WHAT YOU WILL DO: Your task is to repeat exactly the lines below between the line holding "self.aid, self.life_cycle, self.privileges, self.kind" and the line holding "pub fn by_kind(&self, kind: AppKind)", inclusive, and only those.

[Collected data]
######

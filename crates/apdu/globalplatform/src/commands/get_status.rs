//! GET STATUS command builder

use opengp_apdu_core::Command;

use crate::constants::{cla, get_status_p2, ins, tags};

/// GET STATUS for one registry subset
#[derive(Debug)]
pub struct GetStatusCommand;

impl GetStatusCommand {
    /// First GET STATUS for the subset selected by `p1`, matching every
    /// AID
    pub fn all_with_type(p1: u8) -> Command {
        Self::build(p1, get_status_p2::FIRST)
    }

    /// Continuation command after a 0x6310 status
    pub fn next(p1: u8) -> Command {
        Self::build(p1, get_status_p2::NEXT)
    }

    fn build(p1: u8, p2: u8) -> Command {
        // 4F 00: match any AID
        Command::new_with_data_and_le(
            cla::GP,
            ins::GET_STATUS,
            p1,
            p2,
            vec![tags::AID_FILTER, 0x00],
            0,
        )
    }
}
//! In-memory model of on-card content
//!
//! GET STATUS with a `4F 00` search returns the deprecated record format:
//! a flat stream of `len ‖ aid ‖ life_cycle ‖ privileges` records, with a
//! module list appended when executable load files are queried together
//! with their modules. This module parses those streams into an
//! [`AidRegistry`].

use std::fmt;

use crate::aid::Aid;
use crate::constants::get_status_p1;
use crate::{Error, Result};

/// What a registry entry is
#[derive(Debug, Clone, Copy, PartialEq, Eq)]
pub enum AppKind {
    /// The Issuer Security Domain
    IssuerSecurityDomain,
    /// A supplementary Security Domain
    SecurityDomain,
    /// An application instance
    Application,
    /// An executable load file
    ExecutableLoadFiles,
    /// An executable load file listed together with its modules
    ExecutableLoadFilesAndModules,
}

impl AppKind {
    /// Classify an entry from the GET STATUS subset and its privileges
    pub const fn from_p1(p1: u8, privileges: u8) -> Self {
        match p1 {
            get_status_p1::ISD => Self::IssuerSecurityDomain,
            get_status_p1::APPLICATIONS => {
                // the security domain privilege distinguishes SDs from
                // plain applications
                if privileges & 0x80 != 0 {
                    Self::SecurityDomain
                } else {
                    Self::Application
                }
            }
            get_status_p1::EXEC_LOAD_FILES_AND_MODULES => Self::ExecutableLoadFilesAndModules,
            _ => Self::ExecutableLoadFiles,
        }
    }
}

/// One on-card object
#[derive(Debug, Clone)]
pub struct RegistryEntry {
    /// The object's AID
    pub aid: Aid,
    /// GlobalPlatform life cycle state byte
    pub life_cycle: u8,
    /// Privileges byte
    pub privileges: u8,
    /// Entry classification
    pub kind: AppKind,
    /// Module AIDs, populated only for
    /// [`AppKind::ExecutableLoadFilesAndModules`]
    pub modules: Vec<Aid>,
}

impl fmt::Display for RegistryEntry {
    fn fmt(&self, f: &mut fmt::Formatter<'_>) -> fmt::Result {
        write!(
            f,
            "{} lc={:#04X} priv={:#04X} ({:?})",
            self.aid, self.life_cycle, self.privileges, self.kind
        )?;
        for module in &self.modules {
            write!(f, "\n  module {module}")?;
        }
        Ok(())
    }
}

/// Ordered collection of registry entries
#[derive(Debug, Clone, Default)]
pub struct AidRegistry {
    entries: Vec<RegistryEntry>,
}

impl AidRegistry {
    /// Create an empty registry
    pub const fn new() -> Self {
        Self {
            entries: Vec::new(),
        }
    }

    /// All entries in discovery order
    pub fn entries(&self) -> &[RegistryEntry] {
        &self.entries
    }

    /// Number of entries
    pub fn len(&self) -> usize {
        self.entries.len()
    }

    /// Whether the registry is empty
    pub fn is_empty(&self) -> bool {
        self.entries.is_empty()
    }

    /// Entries of one kind
    pub fn by_kind(&self, kind: AppKind) -> impl Iterator<Item = &RegistryEntry> {
        self.entries.iter().filter(move |e| e.kind == kind)
    }

    /// Look up an entry by AID
    pub fn find(&self, aid: &Aid) -> Option<&RegistryEntry> {
        self.entries.iter().find(|e| &e.aid == aid)
    }

    /// Parse one concatenated GET STATUS response for the subset `p1` and
    /// append its records
    pub fn parse_records(&mut self, p1: u8, data: &[u8]) -> Result<()> {
        let with_modules = p1 == get_status_p1::EXEC_LOAD_FILES_AND_MODULES;
        let mut offset = 0usize;

        while offset < data.len() {
            let aid_len = data[offset] as usize;
            offset += 1;
            if offset + aid_len + 2 > data.len() {
                return Err(Error::MalformedResponse("truncated status record"));
            }
            let aid = Aid::try_from(&data[offset..offset + aid_len])?;
            offset += aid_len;
            let life_cycle = data[offset];
            offset += 1;
            let privileges = data[offset];
            offset += 1;

            let mut modules = Vec::new();
            if with_modules {
                if offset >= data.len() {
                    return Err(Error::MalformedResponse("truncated module count"));
                }
                let count = data[offset] as usize;
                offset += 1;
                for _ in 0..count {
                    if offset >= data.len() {
                        return Err(Error::MalformedResponse("truncated module record"));
                    }
                    let module_len = data[offset] as usize;
                    offset += 1;
                    if offset + module_len > data.len() {
                        return Err(Error::MalformedResponse("truncated module AID"));
                    }
                    modules.push(Aid::try_from(&data[offset..offset + module_len])?);
                    offset += module_len;
                }
            }

            self.entries.push(RegistryEntry {
                aid,
                life_cycle,
                privileges,
                kind: AppKind::from_p1(p1, privileges),
                modules,
            });
        }
        Ok(())
    }
}
//! SELECT command and FCI parsing

use opengp_apdu_core::Command;

use crate::aid::Aid;
use crate::constants::{cla, ins, tags};
use crate::tlv;
use crate::{Error, Result};

/// SELECT [by name]
#[derive(Debug)]
pub struct SelectCommand;

impl SelectCommand {
    /// SELECT with an explicit AID
    pub fn with_aid(aid: &[u8]) -> Command {
        Command::new_with_data_and_le(cla::ISO, ins::SELECT, 0x04, 0x00, aid.to_vec(), 0)
    }

    /// SELECT with an empty AID, yielding the default-selected
    /// application (normally the ISD)
    pub const fn default_applet() -> Command {
        Command::new_with_le(cla::ISO, ins::SELECT, 0x04, 0x00, 0)
    }
}

/// Extract the application AID from an FCI template returned by SELECT
pub fn aid_from_fci(data: &[u8]) -> Result<Aid> {
    let inner = tlv::skip_tag(data, 0, tags::FCI_TEMPLATE)
        .ok_or(Error::MalformedResponse("missing FCI template"))?;
    let aid = tlv::find_value(data, inner, tags::AID)
        .ok_or(Error::MalformedResponse("missing AID in FCI"))?;
    Aid::try_from(aid)
}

######

FINISHED TASK:
            self.aid, self.life_cycle, self.privileges, self.kind
        )?;
        for module in &self.modules {
            write!(f, "\n  module {module}")?;
        }
        Ok(())
    }
}

/// Ordered collection of registry entries
#[derive(Debug, Clone, Default)]
pub struct AidRegistry {
    entries: Vec<RegistryEntry>,
}

impl AidRegistry {
    /// Create an empty registry
    pub const fn new() -> Self {
        Self {
            entries: Vec::new(),
        }
    }

    /// All entries in discovery order
    pub fn entries(&self) -> &[RegistryEntry] {
        &self.entries
    }

    /// Number of entries
    pub fn len(&self) -> usize {
        self.entries.len()
    }

    /// Whether the registry is empty
    pub fn is_empty(&self) -> bool {
        self.entries.is_empty()
    }

    /// Entries of one kind
    pub fn by_kind(&self, kind: AppKind) -> impl Iterator<Item = &RegistryEntry> {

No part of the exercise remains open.